The Evans line was represented but it didn't go farther back than his maternal grandfather that he'd never meet (they weren't dead but Vernon's smarmy corpulence and Petunia's irascible envy had turned them off to ever wanting to associate with their surviving daughter's family), a small note indicating him as having been born with magical potential but it would never have been more than a squib's worth.
The goblin whose name that Harry still couldn't bother learning despite the engraved placard sitting on the desk sighed and grunted something that sounded like a very wet fart and the vellum shifted ever so lightly, the important lines leading to Harry's existence lighting up in purple. So he was still directly connected to the Peverell, Black, Potter (obviously) and Ravenclaw lines through... Rowena's brother, which he was definitely sure that was not mentioned anywhere in Hogwarts: A History or else Hermione would've known about it already.
With a word of half-hearted thanks Harry gathered up the vellum and left the goblin stewing in his own unimportance, not bothering to stop and pay as that had been done days in advance, and the consultation fee wasn't all that high either.
Weeks later (well before the Dementor Incident that would set the tone for the school year) he shared his revelations with his friends. Hermione looked almost starstruck at first before Ron and Neville shot down her high hopes. Harry nodded his agreement with them, further dampening Hermione's enthusiasm.
"Well after getting the test done I decided to look into any historians specializing in ancestry and, well, into government operations on top of that. People like Malfoy might get off on calling themselves lords, but the last true Lord died in 1701 and the Peerage isn't exactly going to let members of a secret society keep their titles if they were never going to show up to sit in Parliament.
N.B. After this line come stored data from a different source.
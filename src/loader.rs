//! # Image loading
//!
//! The pipeline reads images through the [`ImageLoader`] trait so the decoding backend can be
//! swapped out, for example for an in-memory store in tests.

// -----------------------------------------------------------------------------------------------
// IMPORTS
// -----------------------------------------------------------------------------------------------

use std::path::Path;

use image::GrayImage;
use log::debug;

use crate::error::*;

// -----------------------------------------------------------------------------------------------
// CONSTANTS
// -----------------------------------------------------------------------------------------------

/// File extensions accepted for left and right images, compared case-insensitively.
pub const SUPPORTED_EXTENSIONS: [&str; 3] = ["png", "jpg", "jpeg"];

// -----------------------------------------------------------------------------------------------
// TRAITS
// -----------------------------------------------------------------------------------------------

pub trait ImageLoader {
    /// Load the image at `path` as 8-bit grayscale.
    fn load(&self, path: &Path) -> Result<GrayImage>;
}

// -----------------------------------------------------------------------------------------------
// DATA STRUCTURES
// -----------------------------------------------------------------------------------------------

/// Loads images from the filesystem with the `image` crate.
#[derive(Debug, Clone, Copy, Default)]
pub struct FileLoader;

// -----------------------------------------------------------------------------------------------
// FUNCTIONS
// -----------------------------------------------------------------------------------------------

/// Whether the path carries one of the [`SUPPORTED_EXTENSIONS`].
pub fn is_supported_image(path: &Path) -> bool {
    path.extension()
        .and_then(|ext| ext.to_str())
        .map(|ext| SUPPORTED_EXTENSIONS.iter().any(|s| ext.eq_ignore_ascii_case(s)))
        .unwrap_or(false)
}

// -----------------------------------------------------------------------------------------------
// IMPLEMENTATIONS
// -----------------------------------------------------------------------------------------------

impl ImageLoader for FileLoader {
    fn load(&self, path: &Path) -> Result<GrayImage> {
        if !is_supported_image(path) {
            return Err(Error::UnsupportedFormat(path.to_path_buf()));
        }

        if !path.is_file() {
            return Err(Error::NotFound(path.to_path_buf()));
        }

        let img = image::open(path).map_err(|source| {
            debug!("Could not decode {}: {}", path.display(), source);
            Error::DecodeFailed { path: path.to_path_buf(), source }
        })?;

        debug!("Loaded {} ({}x{})", path.display(), img.width(), img.height());

        Ok(img.to_luma8())
    }
}

// -----------------------------------------------------------------------------------------------
// TESTS
// -----------------------------------------------------------------------------------------------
Serving in the Wizengamot is by appointment or election and doesn't have any hereditary seats...Ravenclaw's the closest that actually came to being a Lordship through the Drumheller cadet line, if not for the fact that the Drumhellers were all Danes."
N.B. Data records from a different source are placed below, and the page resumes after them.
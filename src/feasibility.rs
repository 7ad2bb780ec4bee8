//! # Feasibility checks
//!
//! Block matching is only defined when the matching window fits inside the image. These checks run
//! before any resizing or matching so an infeasible render is rejected without doing any work.

// -----------------------------------------------------------------------------------------------
// IMPORTS
// -----------------------------------------------------------------------------------------------

use log::warn;

use crate::error::*;
use crate::scaling::Dimensions;

// -----------------------------------------------------------------------------------------------
// FUNCTIONS
// -----------------------------------------------------------------------------------------------

/// Window size the matcher actually runs with. Even sizes, which occur between a step and the
/// following snap, are bumped to the next odd size.
pub fn effective_kernel_size(kernel_size: u32) -> u32 {
    kernel_size | 1
}

/// Whether a kernel of the given size fits inside the target size.
pub fn check_feasible(target: Dimensions, kernel_size: u32) -> bool {
    kernel_size <= target.height && kernel_size <= target.width
}

/// Whether the window the matcher will run with, see [`effective_kernel_size`], fits inside the
/// target size. Returns an [`Error::InfeasibleKernel`] carrying the requested size otherwise.
pub fn ensure_feasible(target: Dimensions, kernel_size: u32) -> Result<()> {
    if check_feasible(target, effective_kernel_size(kernel_size)) {
        Ok(())
    }
    else {
        warn!("Kernel size {} does not fit in {}", kernel_size, target);
        Err(Error::InfeasibleKernel {
            kernel: kernel_size,
            width: target.width,
            height: target.height
        })
    }
}

// -----------------------------------------------------------------------------------------------
// TESTS
// -----------------------------------------------------------------------------------------------

#[cfg(test)]
mod tests {
    use super::*;

    #[test]
    fn kernel_larger_than_height_is_infeasible() {
        let target = Dimensions::new(320, 240);
        assert!(!check_feasible(target, 255));
        assert!(check_feasible(target, 21));
    }

    #[test]
    fn kernel_larger_than_width_is_infeasible() {
        assert!(!check_feasible(Dimensions::new(10, 400), 11));
    }

    #[test]
    fn kernel_equal_to_size_is_feasible() {
        assert!(check_feasible(Dimensions::new(15, 15), 15));
        assert!(ensure_feasible(Dimensions::new(15, 15), 15).is_ok());
    }

    #[test]
    fn even_kernel_is_checked_at_its_effective_size() {
        assert_eq!(effective_kernel_size(48), 49);
        assert_eq!(effective_kernel_size(49), 49);

        // 48 fits a 48 pixel high image but the 49 wide window the matcher uses does not
        let target = Dimensions::new(64, 48);
        match ensure_feasible(target, 48) {
            Err(Error::InfeasibleKernel { kernel, .. }) => assert_eq!(kernel, 48),
            other => panic!("unexpected result {:?}", other)
        }
        assert!(ensure_feasible(target, 46).is_ok());
    }

    #[test]
    fn ensure_reports_sizes() {
        match ensure_feasible(Dimensions::new(64, 4), 5) {
            Err(Error::InfeasibleKernel { kernel, width, height }) => {
                assert_eq!((kernel, width, height), (5, 64, 4));
            },
            other => panic!("unexpected result {:?}", other)
        }
    }
}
Neville was quick to lend his agreement to it, grinning a little bashfully. "That and Cassius Ravenclaw was a notorious womanizer, never settled down in his life. Rumor has it he bedded so many witches in his time that he'd give Genghis Khan a run for his money in how many people are descended from him. The only one of the Founders that could actually claim a lordship was Salazar but all his holdings were in what's now Portugal. Rowena was a scribe, Helga was a shaman and Godric, well..." Gryffindor's namesake was an enchanter par excellence but he'd never been more than a squire.
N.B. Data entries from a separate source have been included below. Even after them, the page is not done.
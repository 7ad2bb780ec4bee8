use criterion::{black_box, criterion_group, criterion_main, Criterion};

use cv_disparity_tuner::prelude::*;
use image::{GrayImage, Luma};

fn texture(width: u32, height: u32, shift: u32) -> GrayImage {
    GrayImage::from_fn(width, height, |x, y| {
        let x = x + shift;
        let h = (x.wrapping_mul(2_654_435_761) ^ y.wrapping_mul(40_503))
            .wrapping_mul(2_246_822_519);
        Luma([(h >> 24) as u8])
    })
}

fn block_match_bench(c: &mut Criterion) {

    // Build pair
    let pair = StereoPair::new(texture(320, 240, 0), texture(320, 240, 8)).unwrap();

    // Build disparity alg with the tuner defaults
    let mut disp = BlockMatcher::new();
    let params = MatchParams {
        num_disparities: 64,
        block_size: 15
    };

    // Benchmark compute function
    c.bench_function("block_match 320x240", |b| b.iter(|| disp.compute(black_box(&pair), &params)));
}

criterion_group!(benches, block_match_bench);
criterion_main!(benches);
Ron cut in next, nodding as if he knew something the bibliophile witch didn't. "Of course, we're all technically subjects of the crown, still. The last time someone tried to claim right to rule on basis of lineage or connection to the Founders, it sparked a civil war lasting over a decade. There were at least fifty other wizards who decided they had just as much of a claim if heritage was all they were going on." Thoroughly deflated Hermione sighed and asked Harry what the whole point of the exercise even was, if it wasn't going to grant him any special privileges or empowerments.
"Absolutely nothing," Harry replied with a grin. Hermione's reaction would go down in history as The Scream, a feat not surpassed in all the centuries that followed.